[llvm] [RISCV] Add combine for shadd family of instructions. (PR #130829)
Stefan Pintilie via llvm-commits
llvm-commits at lists.llvm.org
Tue Mar 11 13:46:52 PDT 2025
https://github.com/stefanp-synopsys created https://github.com/llvm/llvm-project/pull/130829
For example for the following situation:
%6:gpr = SLLI %2:gpr, 2
%7:gpr = ADDI killed %6:gpr, 24
%8:gpr = ADD %0:gpr, %7:gpr
If we swap the two add instrucions we can merge the shift and add. The final code will look something like this:
%7 = SH2ADD %0, %2
%8 = ADDI %7, 24
>From df5bcbf5db3df3bf02869c0fab5f7ba541c7097d Mon Sep 17 00:00:00 2001
From: Stefan Pintilie <pintilie at synopsys.com>
Date: Tue, 11 Mar 2025 13:41:31 -0700
Subject: [PATCH] [RISCV] Add combine for shadd family of instructions.
For example for the following situation:
%6:gpr = SLLI %2:gpr, 2
%7:gpr = ADDI killed %6:gpr, 24
%8:gpr = ADD %0:gpr, %7:gpr
If we swap the two add instrucions we can merge the shift and add.
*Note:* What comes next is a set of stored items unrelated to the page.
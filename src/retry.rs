use std::future::Future;
use std::time::Duration;

use tracing::warn;

use crate::error::StoreError;

#[derive(Debug, Clone)]
pub struct RetryPolicy {
    pub max_attempts: u32,
    pub initial_delay: Duration,
    pub multiplier: u32,
    pub max_delay: Duration,
}

impl Default for RetryPolicy {
    fn default() -> Self {
        Self {
            max_attempts: 4,
            initial_delay: Duration::from_secs(1),
            multiplier: 2,
            max_delay: Duration::from_secs(30),
        }
    }
}

impl RetryPolicy {
    #[cfg(test)]
    pub fn no_delay(max_attempts: u32) -> Self {
        Self {
            max_attempts,
            initial_delay: Duration::ZERO,
            multiplier: 1,
            max_delay: Duration::ZERO,
        }
    }

    /// Delay before the retry that follows failed attempt number `attempt` (1-based).
    pub fn backoff(&self, attempt: u32, err: &StoreError) -> Duration {
        let computed = self
            .initial_delay
            .saturating_mul(self.multiplier.saturating_pow(attempt.saturating_sub(1)));
        let delay = match err {
            StoreError::RateLimited {
                retry_after: Some(hint),
            } => *hint,
            _ => computed,
        };
        delay.min(self.max_delay)
    }
}

/// Runs `op` until it succeeds, fails with a non-transient error, or the
/// attempt budget is spent.
pub async fn with_backoff<T, F, Fut>(
    policy: &RetryPolicy,
    operation: &str,
    mut op: F,
) -> Result<T, StoreError>
where
    F: FnMut() -> Fut,
    Fut: Future<Output = Result<T, StoreError>>,
{
    let max_attempts = policy.max_attempts.max(1);
    let mut attempt = 1;

    loop {
        match op().await {
            Ok(value) => return Ok(value),
            Err(err) if err.is_transient() && attempt < max_attempts => {
                let delay = policy.backoff(attempt, &err);
                warn!(
                    operation,
                    attempt,
                    max_attempts,
                    kind = err.kind(),
                    delay_ms = delay.as_millis() as u64,
                    "transient failure, retrying"
                );
                if !delay.is_zero() {
                    tokio::time::sleep(delay).await;
                }
                attempt += 1;
            }
            Err(err) => return Err(err),
        }
    }
}

#[cfg(test)]
mod tests {
    use super::*;
    use std::cell::Cell;

    #[test]
    fn backoff_doubles_and_caps() {
        let policy = RetryPolicy::default();
        let err = StoreError::Network("reset".into());
        assert_eq!(policy.backoff(1, &err), Duration::from_secs(1));
        assert_eq!(policy.backoff(2, &err), Duration::from_secs(2));
        assert_eq!(policy.backoff(3, &err), Duration::from_secs(4));
        assert_eq!(policy.backoff(10, &err), Duration::from_secs(30));
    }

    #[test]
    fn retry_after_hint_wins_but_is_capped() {
        let policy = RetryPolicy::default();
        let hinted = StoreError::RateLimited {
            retry_after: Some(Duration::from_secs(7)),
        };
        assert_eq!(policy.backoff(1, &hinted), Duration::from_secs(7));
        let long = StoreError::RateLimited {
            retry_after: Some(Duration::from_secs(600)),
        };
        assert_eq!(policy.backoff(1, &long), Duration::from_secs(30));
    }

    #[tokio::test]
    async fn gives_up_after_max_attempts() {
        let calls = Cell::new(0);
        let result: Result<(), _> = with_backoff(&RetryPolicy::no_delay(3), "probe", || {
            calls.set(calls.get() + 1);
            async { Err(StoreError::RateLimited { retry_after: None }) }
        })
        .await;
        assert!(matches!(result, Err(StoreError::RateLimited { .. })));
        assert_eq!(calls.get(), 3);
    }

    #[tokio::test]
    async fn non_transient_errors_are_not_retried() {
        let calls = Cell::new(0);
        let result: Result<(), _> = with_backoff(&RetryPolicy::no_delay(5), "probe", || {
            calls.set(calls.get() + 1);
            async { Err(StoreError::NotFound("db".into())) }
        })
        .await;
        assert!(matches!(result, Err(StoreError::NotFound(_))));
        assert_eq!(calls.get(), 1);
    }

    #[tokio::test]
    async fn recovers_from_network_blip() {
        let calls = Cell::new(0);
        let result = with_backoff(&RetryPolicy::no_delay(4), "probe", || {
            calls.set(calls.get() + 1);
            let n = calls.get();
            async move {
                if n < 2 {
                    Err(StoreError::Network("timeout".into()))
                } else {
                    Ok(n)
                }
            }
        })
        .await;
        assert_eq!(result.unwrap(), 2);
    }
}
The final code will look something like this:
%7 = SH2ADD %0, %2
%8 = ADDI %7, 24
---
llvm/lib/Target/RISCV/RISCVISelLowering.cpp | 92 +++++++++++++-
.../CodeGen/RISCV/reassoc-shl-addi-add.ll | 113 ++++++++++++++++++
2 files changed, 204 insertions(+), 1 deletion(-)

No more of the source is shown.